(Stored data)
= = = = = = =
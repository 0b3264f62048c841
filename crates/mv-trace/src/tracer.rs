use log::debug;
use mv_core::{Dir, Grid, Polyline, Segment, Vertex};

/// Traces every boundary component of `boundary` into a polyline.
///
/// The grid is cloned into a working copy owned by this call; each vertex
/// the walk passes over is cleared in the copy and never revisited, which
/// bounds the total work by the number of set vertices and guarantees
/// termination. The caller's grid is left untouched.
///
/// The outer scan is row-major and branch continuation probes the left turn
/// before the right turn, so the output order and contents are
/// deterministic. At a 3- or 4-way junction only the first set orthogonal
/// continuation is followed; the dropped arm is picked up later by the
/// outer scan as a separate polyline.
pub fn trace_boundaries(boundary: &Grid<u8>) -> Vec<Polyline> {
    let mut working = boundary.clone();
    let mut lines = Vec::new();

    while let Some(start) = first_set_vertex(&working) {
        let start_dir = if set_neighbor(&working, start, Dir::Right).is_some() {
            Dir::Right
        } else if set_neighbor(&working, start, Dir::Down).is_some() {
            Dir::Down
        } else {
            // Isolated boundary vertex: no connectivity, no segment.
            clear(&mut working, start);
            continue;
        };

        let line = walk_branches(&mut working, start, start_dir);
        // The start vertex is only cleared once its whole component is
        // done; a closing loop needs to see it still set.
        clear(&mut working, start);
        lines.push(line);
    }

    debug!(
        "traced {} polylines ({} segments)",
        lines.len(),
        lines.iter().map(Polyline::len).sum::<usize>()
    );
    lines
}

/// Depth-first branch walk from `start`, collecting one segment per
/// straight run.
fn walk_branches(working: &mut Grid<u8>, start: Vertex, start_dir: Dir) -> Polyline {
    let mut segments = Vec::new();
    let mut stack = vec![(start, start_dir)];

    while let Some((from, dir)) = stack.pop() {
        let mut cur = from;
        while let Some(next) = set_neighbor(working, cur, dir) {
            clear(working, next);
            cur = next;
        }

        // A continuation whose first step got blocked yields no run.
        if cur != from {
            segments.push(Segment::new(from, cur));
        }

        let left = dir.turn_left();
        let right = dir.turn_right();
        if set_neighbor(working, cur, left).is_some() {
            stack.push((cur, left));
        } else if set_neighbor(working, cur, right).is_some() {
            stack.push((cur, right));
        }
    }

    Polyline::new(segments)
}

/// First set vertex in row-major order, or `None` once the grid is clear.
fn first_set_vertex(grid: &Grid<u8>) -> Option<Vertex> {
    let w = grid.width();
    grid.data()
        .iter()
        .position(|&c| c != 0)
        .map(|idx| Vertex::new(idx / w, idx % w))
}

/// Neighbor of `v` one step along `dir`, if it is in bounds and set.
fn set_neighbor(grid: &Grid<u8>, v: Vertex, dir: Dir) -> Option<Vertex> {
    let (di, dj) = dir.delta();
    let i = v.i.checked_add_signed(di)?;
    let j = v.j.checked_add_signed(dj)?;
    match grid.get(i, j) {
        Some(&c) if c != 0 => Some(Vertex::new(i, j)),
        _ => None,
    }
}

fn clear(grid: &mut Grid<u8>, v: Vertex) {
    let w = grid.width();
    grid.data_mut()[v.i * w + v.j] = 0;
}

#[cfg(test)]
mod tests {
    use super::trace_boundaries;
    use mv_core::{Grid, Vertex};
    use mv_raster::{RasterView, boundary_from_raster};

    fn boundary_of(width: usize, height: usize, pixels: &[u8]) -> Grid<u8> {
        let raster = RasterView::new(width, height, 1, pixels).expect("valid raster");
        boundary_from_raster(&raster)
    }

    fn assert_axis_aligned_and_nondegenerate(lines: &[mv_core::Polyline]) {
        for line in lines {
            for seg in &line.segments {
                assert_ne!(seg.a, seg.b, "zero-length segment {seg:?}");
                assert!(
                    seg.a.i == seg.b.i || seg.a.j == seg.b.j,
                    "tracer segment {seg:?} is not axis-aligned"
                );
            }
        }
    }

    #[test]
    fn empty_grid_yields_no_polylines() {
        let boundary = boundary_of(3, 3, &[0; 9]);
        assert!(boundary.data().iter().all(|&c| c == 0));
        assert!(trace_boundaries(&boundary).is_empty());
    }

    #[test]
    fn rectangle_traces_to_one_perimeter_polyline() {
        // 3x2 occupied rectangle inside a 6x5 empty raster.
        let mut pixels = vec![0u8; 6 * 5];
        for i in 1..3 {
            for j in 1..4 {
                pixels[i * 6 + j] = 1;
            }
        }
        let boundary = boundary_of(6, 5, &pixels);
        let lines = trace_boundaries(&boundary);

        assert_eq!(lines.len(), 1);
        assert_eq!(lines[0].len(), 4);
        assert!((lines[0].total_length() - 10.0).abs() < 1e-6);
        assert_axis_aligned_and_nondegenerate(&lines);
    }

    #[test]
    fn center_pixel_traces_to_unit_square() {
        let boundary = boundary_of(3, 3, &[0, 0, 0, 0, 1, 0, 0, 0, 0]);
        let lines = trace_boundaries(&boundary);

        assert_eq!(lines.len(), 1);
        let square = &lines[0];
        assert_eq!(square.len(), 4);
        assert!((square.total_length() - 4.0).abs() < 1e-6);

        // Each square corner appears exactly twice across the segment
        // endpoints.
        for corner in [(1, 1), (1, 2), (2, 1), (2, 2)] {
            let v = Vertex::new(corner.0, corner.1);
            let hits = square
                .segments
                .iter()
                .flat_map(|s| [s.a, s.b])
                .filter(|&e| e == v)
                .count();
            assert_eq!(hits, 2, "corner {corner:?}");
        }
        assert_axis_aligned_and_nondegenerate(&lines);
    }

    #[test]
    fn fragment_at_grid_origin_is_not_dropped() {
        // Occupied pixel in the raster corner puts a boundary vertex at
        // lattice (0, 0); the scan must still find and trace it.
        let boundary = boundary_of(2, 2, &[1, 0, 0, 0]);
        assert_eq!(boundary.get(0, 0), Some(&1));

        let lines = trace_boundaries(&boundary);
        assert_eq!(lines.len(), 1);
        assert_eq!(lines[0].len(), 4);
        assert!((lines[0].total_length() - 4.0).abs() < 1e-6);
        assert_axis_aligned_and_nondegenerate(&lines);
    }

    #[test]
    fn isolated_vertex_contributes_nothing() {
        let mut cells = vec![0u8; 5 * 5];
        cells[2 * 5 + 2] = 1;
        let boundary = Grid::from_vec(5, 5, cells).expect("valid grid");

        assert!(trace_boundaries(&boundary).is_empty());
    }

    #[test]
    fn junction_drops_one_arm_into_a_second_polyline() {
        // Vertical run through (0,2)..(4,2) with a horizontal arm
        // (2,2)..(2,4): a T junction at (2,2).
        let mut cells = vec![0u8; 5 * 5];
        for i in 0..5 {
            cells[i * 5 + 2] = 1;
        }
        for j in 3..5 {
            cells[2 * 5 + j] = 1;
        }
        let boundary = Grid::from_vec(5, 5, cells).expect("valid grid");
        let lines = trace_boundaries(&boundary);

        // The first walk runs straight through the junction; the arm is
        // recovered by the outer scan as its own polyline.
        assert_eq!(lines.len(), 2);
        assert_eq!(lines[0].len(), 1);
        assert_eq!(lines[0].segments[0].a, Vertex::new(0, 2));
        assert_eq!(lines[0].segments[0].b, Vertex::new(4, 2));
        assert_eq!(lines[1].len(), 1);
        assert_eq!(lines[1].segments[0].a, Vertex::new(2, 3));
        assert_eq!(lines[1].segments[0].b, Vertex::new(2, 4));
    }

    #[test]
    fn l_shape_is_followed_around_the_corner() {
        // Horizontal run (3,0)..(3,3) turning up into (0,3)..(3,3).
        let mut cells = vec![0u8; 4 * 4];
        for j in 0..4 {
            cells[3 * 4 + j] = 1;
        }
        for i in 0..4 {
            cells[i * 4 + 3] = 1;
        }
        let boundary = Grid::from_vec(4, 4, cells).expect("valid grid");
        let lines = trace_boundaries(&boundary);

        assert_eq!(lines.len(), 1);
        assert_eq!(lines[0].len(), 2);
        assert_axis_aligned_and_nondegenerate(&lines);
        assert!((lines[0].total_length() - 6.0).abs() < 1e-6);
    }

    #[test]
    fn tracer_is_deterministic() {
        let mut pixels = vec![0u8; 8 * 8];
        for (i, j) in [(1, 1), (1, 2), (2, 1), (4, 4), (4, 5), (5, 5), (6, 2)] {
            pixels[i * 8 + j] = 1;
        }
        let boundary = boundary_of(8, 8, &pixels);

        let first = trace_boundaries(&boundary);
        let second = trace_boundaries(&boundary);
        assert_eq!(first, second);
        assert_axis_aligned_and_nondegenerate(&first);
    }

    #[test]
    fn working_copy_leaves_input_untouched() {
        let boundary = boundary_of(3, 3, &[0, 0, 0, 0, 1, 0, 0, 0, 0]);
        let snapshot = boundary.clone();
        let _ = trace_boundaries(&boundary);
        assert_eq!(boundary, snapshot);
    }
}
= = = = = = =
Exercise details: The required answer is the exact run of lines above starting at the line with "into a polyline." and ending at the line with "while let Some(next)", with both ends present.

Answer to this exercise:
/// Traces every boundary component of `boundary` into a polyline.
///
/// The grid is cloned into a working copy owned by this call; each vertex
/// the walk passes over is cleared in the copy and never revisited, which
/// bounds the total work by the number of set vertices and guarantees
/// termination. The caller's grid is left untouched.
///
/// The outer scan is row-major and branch continuation probes the left turn
/// before the right turn, so the output order and contents are
/// deterministic. At a 3- or 4-way junction only the first set orthogonal
/// continuation is followed; the dropped arm is picked up later by the
/// outer scan as a separate polyline.
pub fn trace_boundaries(boundary: &Grid<u8>) -> Vec<Polyline> {
    let mut working = boundary.clone();
    let mut lines = Vec::new();

    while let Some(start) = first_set_vertex(&working) {
        let start_dir = if set_neighbor(&working, start, Dir::Right).is_some() {
            Dir::Right
        } else if set_neighbor(&working, start, Dir::Down).is_some() {
            Dir::Down
        } else {
            // Isolated boundary vertex: no connectivity, no segment.
            clear(&mut working, start);
            continue;
        };

        let line = walk_branches(&mut working, start, start_dir);
        // The start vertex is only cleared once its whole component is
        // done; a closing loop needs to see it still set.
        clear(&mut working, start);
        lines.push(line);
    }

    debug!(
        "traced {} polylines ({} segments)",
        lines.len(),
        lines.iter().map(Polyline::len).sum::<usize>()
    );
    lines
}

/// Depth-first branch walk from `start`, collecting one segment per
/// straight run.
fn walk_branches(working: &mut Grid<u8>, start: Vertex, start_dir: Dir) -> Polyline {
    let mut segments = Vec::new();
    let mut stack = vec![(start, start_dir)];

    while let Some((from, dir)) = stack.pop() {
        let mut cur = from;
        while let Some(next) = set_neighbor(working, cur, dir) {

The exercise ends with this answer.